* [About this exercise] Give a count of the lines below that have the string "RequestOptions" in them, with no other words.
** Supplied information follows **
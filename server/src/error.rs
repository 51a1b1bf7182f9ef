use thiserror::Error;

use crate::resource::ResourceState;

/// Errors produced by world operations. Every operation fails locally and
/// leaves prior state intact; nothing in this crate signals failure by
/// panicking outside of the `Ref`/`Mut` accessor constructors.
#[derive(Error, Debug, Clone, PartialEq)]
pub enum WorldError {
    #[error("element does not exist")]
    NotFound,
    #[error("operation is structurally disallowed for this element")]
    Protected,
    #[error("parent target must be root, a map root, or a dynamic root")]
    InvalidParent,
    #[error("elements of these kinds cannot be attached to each other")]
    IncompatibleTypes,
    #[error("attachment would form a cycle")]
    WouldCycle,
    #[error("only peds and vehicles can be assigned a syncer")]
    NotSyncable,
    #[error("element data key is empty or longer than {} bytes", meridian_shared::MAX_DATA_KEY_LEN)]
    InvalidDataKey,
    #[error("invalid name: {0:?}")]
    InvalidName(String),
    #[error("resource is in state {0:?}, which does not permit this operation")]
    InvalidState(ResourceState),
    #[error("user does not exist")]
    NoSuchUser,
    #[error("resource does not exist")]
    NoSuchResource,
}
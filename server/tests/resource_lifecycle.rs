use meridian_server::{
    ElementKind, ResourceStartEvent, ResourceState, ResourceStopEvent, Server, ServerConfig,
    StartFlags, WorldError,
};

fn server() -> Server {
    Server::new(ServerConfig::default())
}

fn load_and_start(server: &mut Server, name: &str) -> meridian_server::ResourceKey {
    let key = server.load_resource(name);
    server.start_resource(&key, false, StartFlags::default()).unwrap();
    key
}

#[test]
fn starting_a_resource_builds_its_scaffold_roots() {
    let mut server = server();
    let key = server.load_resource("freeroam");
    assert_eq!(server.resource(&key).unwrap().state(), ResourceState::Loaded);

    server
        .start_resource(&key, false, StartFlags::default())
        .unwrap();
    // the scaffold exists when the call returns
    assert_eq!(
        server.resource(&key).unwrap().state(),
        ResourceState::Running
    );

    let mut events = server.advance_tick();
    assert_eq!(
        events.read::<ResourceStartEvent>().collect::<Vec<_>>(),
        vec![key]
    );

    let resource = server.resource(&key).unwrap();
    let map_root = resource.map_root().unwrap();
    let dynamic_root = resource.dynamic_root().unwrap();
    assert_eq!(server.element(&map_root).id(), "freeroam:map");
    assert_eq!(server.element(&dynamic_root).id(), "freeroam:dynamic");
    assert_eq!(server.element(&map_root).parent(), Some(server.root()));
}

#[test]
fn stop_is_queued_and_elements_survive_until_the_tick() {
    let mut server = server();
    let key = load_and_start(&mut server, "freeroam");

    let vehicle = server
        .spawn_element_in_resource(&key, ElementKind::Vehicle, "taxi")
        .unwrap();

    server.stop_resource(&key).unwrap();
    // same call frame: the world is untouched
    assert_eq!(
        server.resource(&key).unwrap().state(),
        ResourceState::Stopping
    );
    assert!(server.element_exists(&vehicle));

    let mut events = server.advance_tick();
    assert_eq!(
        events.read::<ResourceStopEvent>().collect::<Vec<_>>(),
        vec![key]
    );
    assert!(!server.element_exists(&vehicle));
    assert_eq!(server.resource(&key).unwrap().state(), ResourceState::Loaded);
    assert!(server.resource(&key).unwrap().dynamic_root().is_none());
}

#[test]
fn restart_stops_then_starts_within_one_tick() {
    let mut server = server();
    let key = load_and_start(&mut server, "freeroam");
    let old_dynamic = server.resource(&key).unwrap().dynamic_root().unwrap();

    server.restart_resource(&key).unwrap();
    let mut events = server.advance_tick();

    // both transitions land in the same batch, stop first
    assert!(events.read::<ResourceStopEvent>().next().is_some());
    assert!(events.read::<ResourceStartEvent>().next().is_some());

    let resource = server.resource(&key).unwrap();
    assert_eq!(resource.state(), ResourceState::Running);
    let new_dynamic = resource.dynamic_root().unwrap();
    assert_ne!(new_dynamic, old_dynamic);
    assert!(!server.element_exists(&old_dynamic));
}

#[test]
fn invalid_and_duplicate_names_park_the_resource_as_failed() {
    let mut server = server();

    let bad = server.load_resource("no spaces allowed");
    let resource = server.resource(&bad).unwrap();
    assert_eq!(resource.state(), ResourceState::FailedToLoad);
    assert_eq!(resource.failure_reason(), Some("invalid resource name"));
    assert_eq!(
        server.start_resource(&bad, false, StartFlags::default()),
        Err(WorldError::InvalidState(ResourceState::FailedToLoad))
    );

    let first = server.load_resource("freeroam");
    let second = server.load_resource("freeroam");
    assert_eq!(server.resource(&first).unwrap().state(), ResourceState::Loaded);
    assert_eq!(
        server.resource(&second).unwrap().state(),
        ResourceState::FailedToLoad
    );
    assert_eq!(
        server.resource(&second).unwrap().failure_reason(),
        Some("duplicate resource name")
    );
    assert_eq!(server.find_resource("freeroam"), Some(first));
}

#[test]
fn lifecycle_transitions_reject_wrong_states() {
    let mut server = server();
    let key = server.load_resource("freeroam");

    assert_eq!(
        server.stop_resource(&key),
        Err(WorldError::InvalidState(ResourceState::Loaded))
    );
    assert_eq!(
        server.restart_resource(&key),
        Err(WorldError::InvalidState(ResourceState::Loaded))
    );

    server
        .start_resource(&key, false, StartFlags::default())
        .unwrap();
    assert_eq!(
        server.start_resource(&key, false, StartFlags::default()),
        Err(WorldError::InvalidState(ResourceState::Running))
    );
}

#[test]
fn acl_requests_are_recorded_as_pending() {
    let mut server = server();
    let key = server.load_resource("admin_tools");

    let pending = server
        .request_acl_right(&key, "function.kickPlayer", true)
        .unwrap();
    assert!(pending);

    let resource = server.resource(&key).unwrap();
    assert_eq!(resource.acl_requests().len(), 1);
    assert_eq!(resource.acl_requests()[0].right, "function.kickPlayer");
    assert!(resource.acl_requests()[0].pending);
}
use std::default::Default;

use crate::request::RequestOptions;

/// Contains Config properties which will be used by the Server
#[derive(Clone)]
pub struct ServerConfig {
    /// Distance within which a player is eligible to sync a vehicle.
    pub vehicle_sync_range: f32,
    /// Distance within which a player is eligible to sync a ped.
    pub ped_sync_range: f32,
    /// Retry policy applied to remote calls that don't specify their own.
    pub request_options: RequestOptions,
}

impl Default for ServerConfig {
    fn default() -> Self {
        Self {
            vehicle_sync_range: 140.0,
            ped_sync_range: 100.0,
            request_options: RequestOptions::default(),
        }
    }
}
** End of Supplied information **
* [Response to this exercise] 3